Segment Start: RAW DATA
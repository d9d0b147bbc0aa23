//! Ringer control: exclusive ownership of the audible-alert resource and
//! the ring-timeout timer.
//!
//! A ring session starts when a call begins ringing and is stopped exactly
//! once when the call resolves. Stopping is idempotent. Transition side
//! effects execute outside the lifecycle lock, so a resolve can overtake
//! its own session's start: retiring a session that never started leaves a
//! tombstone for that id, and the belated start is suppressed when it
//! arrives, even when other sessions start in between.

use std::collections::HashSet;
use std::sync::{Mutex, MutexGuard};
use std::time::Duration;

use chrono::{DateTime, Utc};
use tokio::task::JoinHandle;

use crate::call::CallId;
use crate::error::ResourceUnavailable;

/// Provider of the exclusive audible-alert resource.
///
/// Acquisition may fail when the environment withholds the resource; the
/// ring session then proceeds silently. Losing the resource mid-ring mutes
/// playback but never forces a lifecycle transition.
pub trait RingerBackend: Send + Sync {
    fn acquire(&self) -> Result<Box<dyn RingerOutput>, ResourceUnavailable>;

    /// Return a stopped output to the environment.
    fn release(&self, output: Box<dyn RingerOutput>);
}

/// A playable audible output.
pub trait RingerOutput: Send {
    /// Loop playback until `stop`.
    fn play_looping(&mut self);

    fn stop(&mut self);
}

/// Backend that always acquires a no-op output.
pub struct SilentBackend;

impl RingerBackend for SilentBackend {
    fn acquire(&self) -> Result<Box<dyn RingerOutput>, ResourceUnavailable> {
        Ok(Box::new(SilentOutput))
    }

    fn release(&self, _output: Box<dyn RingerOutput>) {}
}

struct SilentOutput;

impl RingerOutput for SilentOutput {
    fn play_looping(&mut self) {}

    fn stop(&mut self) {}
}

/// Cancellation token for one ring session.
#[derive(Debug, Clone, Copy, PartialEq, Eq)]
pub struct RingerHandle {
    session: CallId,
}

impl RingerHandle {
    pub fn session(&self) -> CallId {
        self.session
    }
}

/// One ringing period: the acquired output (if any) and the armed timer.
struct RingerSession {
    session: CallId,
    started_at: DateTime<Utc>,
    output: Option<Box<dyn RingerOutput>>,
    timer: JoinHandle<()>,
}

struct Sessions {
    /// The session owning the resource, if any.
    active: Option<RingerSession>,
    /// Ids resolved before their start arrived; each entry suppresses
    /// exactly one belated start.
    retired: HashSet<CallId>,
}

/// Owner of the ring sessions. At most one session is active.
///
/// Requires a tokio runtime: the ring timeout is a spawned sleep task.
pub struct Ringer {
    backend: Box<dyn RingerBackend>,
    sessions: Mutex<Sessions>,
}

impl Ringer {
    pub fn new(backend: Box<dyn RingerBackend>) -> Self {
        Self {
            backend,
            sessions: Mutex::new(Sessions {
                active: None,
                retired: HashSet::new(),
            }),
        }
    }

    /// Start a ring session: acquire the audible resource and arm the
    /// timeout. `on_timeout` fires once unless the session is stopped first.
    ///
    /// Acquisition failure is soft: the session rings silently. A session
    /// already retired by [`Ringer::retire`] returns its handle without
    /// acquiring anything or arming the timer.
    pub fn start<F>(&self, session: CallId, timeout: Duration, on_timeout: F) -> RingerHandle
    where
        F: FnOnce() + Send + 'static,
    {
        let handle = RingerHandle { session };
        let mut sessions = self.lock_sessions();
        if sessions.retired.remove(&session) {
            tracing::debug!(session = %session, "ring start suppressed; session already resolved");
            return handle;
        }
        if let Some(stale) = sessions.active.take() {
            tracing::warn!(stale = %stale.session, "replacing a leftover ring session");
            self.teardown(stale);
        }
        let output = match self.backend.acquire() {
            Ok(mut output) => {
                output.play_looping();
                Some(output)
            }
            Err(err) => {
                tracing::warn!(session = %session, error = %err, "ringing silently");
                None
            }
        };
        let timer = tokio::spawn(async move {
            tokio::time::sleep(timeout).await;
            on_timeout();
        });
        sessions.active = Some(RingerSession {
            session,
            started_at: Utc::now(),
            output,
            timer,
        });
        handle
    }

    /// Stop a ring session: abort the timer, stop playback, release the
    /// resource. Idempotent; the release happens at most once per session.
    pub fn stop(&self, handle: RingerHandle) {
        let mut sessions = self.lock_sessions();
        match take_matching(&mut sessions.active, handle.session) {
            Some(active) => self.teardown(active),
            // The handle proves the start ran; nothing to suppress.
            None => {
                tracing::debug!(session = %handle.session, "stop for a non-active session ignored");
            }
        }
    }

    /// Record that `session` resolved before its start command executed; the
    /// belated start is suppressed when it arrives, even if other sessions
    /// start in between. Tears the session down instead when its start got
    /// in first.
    pub fn retire(&self, session: CallId) {
        let mut sessions = self.lock_sessions();
        match take_matching(&mut sessions.active, session) {
            Some(active) => self.teardown(active),
            None => {
                sessions.retired.insert(session);
            }
        }
    }

    /// Id of the active ring session, if any.
    pub fn active_session(&self) -> Option<CallId> {
        self.lock_sessions()
            .active
            .as_ref()
            .map(|active| active.session)
    }

    // ── Internal ─────────────────────────────────────────────────────

    fn teardown(&self, mut session: RingerSession) {
        session.timer.abort();
        if let Some(mut output) = session.output.take() {
            output.stop();
            self.backend.release(output);
        }
        let ringing_ms = (Utc::now() - session.started_at).num_milliseconds();
        tracing::debug!(session = %session.session, ringing_ms, "ring session stopped");
    }

    fn lock_sessions(&self) -> MutexGuard<'_, Sessions> {
        self.sessions.lock().unwrap_or_else(|err| err.into_inner())
    }
}

/// Take the active session out only when its id matches.
fn take_matching(active: &mut Option<RingerSession>, session: CallId) -> Option<RingerSession> {
    if matches!(active, Some(current) if current.session == session) {
        active.take()
    } else {
        None
    }
}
Segment End: RAW DATA
DESCRIPTION OF THE TASK: Each record must be returned in full and exactly.

RESPONSE TO THE TASK:
repository d9d0b147bbc0aa23
//! Ringer control: exclusive ownership of the audible-alert resource and
//! the ring-timeout timer.
//!
//! A ring session starts when a call begins ringing and is stopped exactly
//! once when the call resolves. Stopping is idempotent. Transition side
//! effects execute outside the lifecycle lock, so a resolve can overtake
//! its own session's start: retiring a session that never started leaves a
//! tombstone for that id, and the belated start is suppressed when it
//! arrives, even when other sessions start in between.

use std::collections::HashSet;
use std::sync::{Mutex, MutexGuard};
use std::time::Duration;

use chrono::{DateTime, Utc};
use tokio::task::JoinHandle;

use crate::call::CallId;
use crate::error::ResourceUnavailable;

/// Provider of the exclusive audible-alert resource.
///
/// Acquisition may fail when the environment withholds the resource; the
/// ring session then proceeds silently. Losing the resource mid-ring mutes
/// playback but never forces a lifecycle transition.
pub trait RingerBackend: Send + Sync {
    fn acquire(&self) -> Result<Box<dyn RingerOutput>, ResourceUnavailable>;

    /// Return a stopped output to the environment.
    fn release(&self, output: Box<dyn RingerOutput>);
}

/// A playable audible output.
pub trait RingerOutput: Send {
    /// Loop playback until `stop`.
    fn play_looping(&mut self);

    fn stop(&mut self);
}

/// Backend that always acquires a no-op output.
pub struct SilentBackend;

impl RingerBackend for SilentBackend {
    fn acquire(&self) -> Result<Box<dyn RingerOutput>, ResourceUnavailable> {
        Ok(Box::new(SilentOutput))
    }

    fn release(&self, _output: Box<dyn RingerOutput>) {}
}

struct SilentOutput;

impl RingerOutput for SilentOutput {
    fn play_looping(&mut self) {}

    fn stop(&mut self) {}
}

/// Cancellation token for one ring session.
#[derive(Debug, Clone, Copy, PartialEq, Eq)]
pub struct RingerHandle {
    session: CallId,
}

impl RingerHandle {
    pub fn session(&self) -> CallId {
        self.session
    }
}

/// One ringing period: the acquired output (if any) and the armed timer.
struct RingerSession {
    session: CallId,
    started_at: DateTime<Utc>,
    output: Option<Box<dyn RingerOutput>>,
    timer: JoinHandle<()>,
}

struct Sessions {
    /// The session owning the resource, if any.
    active: Option<RingerSession>,
    /// Ids resolved before their start arrived; each entry suppresses
    /// exactly one belated start.
    retired: HashSet<CallId>,
}

/// Owner of the ring sessions. At most one session is active.
///
/// Requires a tokio runtime: the ring timeout is a spawned sleep task.
pub struct Ringer {
    backend: Box<dyn RingerBackend>,
    sessions: Mutex<Sessions>,
}

impl Ringer {
    pub fn new(backend: Box<dyn RingerBackend>) -> Self {
        Self {
            backend,
            sessions: Mutex::new(Sessions {
                active: None,
                retired: HashSet::new(),
            }),
        }
    }

    /// Start a ring session: acquire the audible resource and arm the
    /// timeout. `on_timeout` fires once unless the session is stopped first.
    ///
    /// Acquisition failure is soft: the session rings silently. A session
    /// already retired by [`Ringer::retire`] returns its handle without
    /// acquiring anything or arming the timer.
    pub fn start<F>(&self, session: CallId, timeout: Duration, on_timeout: F) -> RingerHandle
    where
        F: FnOnce() + Send + 'static,
    {
        let handle = RingerHandle { session };
        let mut sessions = self.lock_sessions();
        if sessions.retired.remove(&session) {
            tracing::debug!(session = %session, "ring start suppressed; session already resolved");
            return handle;
        }
        if let Some(stale) = sessions.active.take() {
            tracing::warn!(stale = %stale.session, "replacing a leftover ring session");
            self.teardown(stale);
        }
        let output = match self.backend.acquire() {
            Ok(mut output) => {
                output.play_looping();
                Some(output)
            }
            Err(err) => {
                tracing::warn!(session = %session, error = %err, "ringing silently");
                None
            }
        };
        let timer = tokio::spawn(async move {
            tokio::time::sleep(timeout).await;
            on_timeout();
        });
        sessions.active = Some(RingerSession {
            session,
            started_at: Utc::now(),
            output,
            timer,
        });
        handle
    }

    /// Stop a ring session: abort the timer, stop playback, release the
    /// resource. Idempotent; the release happens at most once per session.
    pub fn stop(&self, handle: RingerHandle) {
        let mut sessions = self.lock_sessions();
        match take_matching(&mut sessions.active, handle.session) {
            Some(active) => self.teardown(active),
            // The handle proves the start ran; nothing to suppress.
            None => {
                tracing::debug!(session = %handle.session, "stop for a non-active session ignored");
            }
        }
    }

    /// Record that `session` resolved before its start command executed; the
    /// belated start is suppressed when it arrives, even if other sessions
    /// start in between. Tears the session down instead when its start got
    /// in first.
    pub fn retire(&self, session: CallId) {
        let mut sessions = self.lock_sessions();
        match take_matching(&mut sessions.active, session) {
            Some(active) => self.teardown(active),
            None => {
                sessions.retired.insert(session);
            }
        }
    }

    /// Id of the active ring session, if any.
    pub fn active_session(&self) -> Option<CallId> {
        self.lock_sessions()
            .active
            .as_ref()
            .map(|active| active.session)
    }

    // ── Internal ─────────────────────────────────────────────────────

    fn teardown(&self, mut session: RingerSession) {
        session.timer.abort();
        if let Some(mut output) = session.output.take() {
            output.stop();
            self.backend.release(output);
        }
        let ringing_ms = (Utc::now() - session.started_at).num_milliseconds();
        tracing::debug!(session = %session.session, ringing_ms, "ring session stopped");
    }

    fn lock_sessions(&self) -> MutexGuard<'_, Sessions> {
        self.sessions.lock().unwrap_or_else(|err| err.into_inner())
    }
}

/// Take the active session out only when its id matches.
fn take_matching(active: &mut Option<RingerSession>, session: CallId) -> Option<RingerSession> {
    if matches!(active, Some(current) if current.session == session) {
        active.take()
    } else {
        None
    }
}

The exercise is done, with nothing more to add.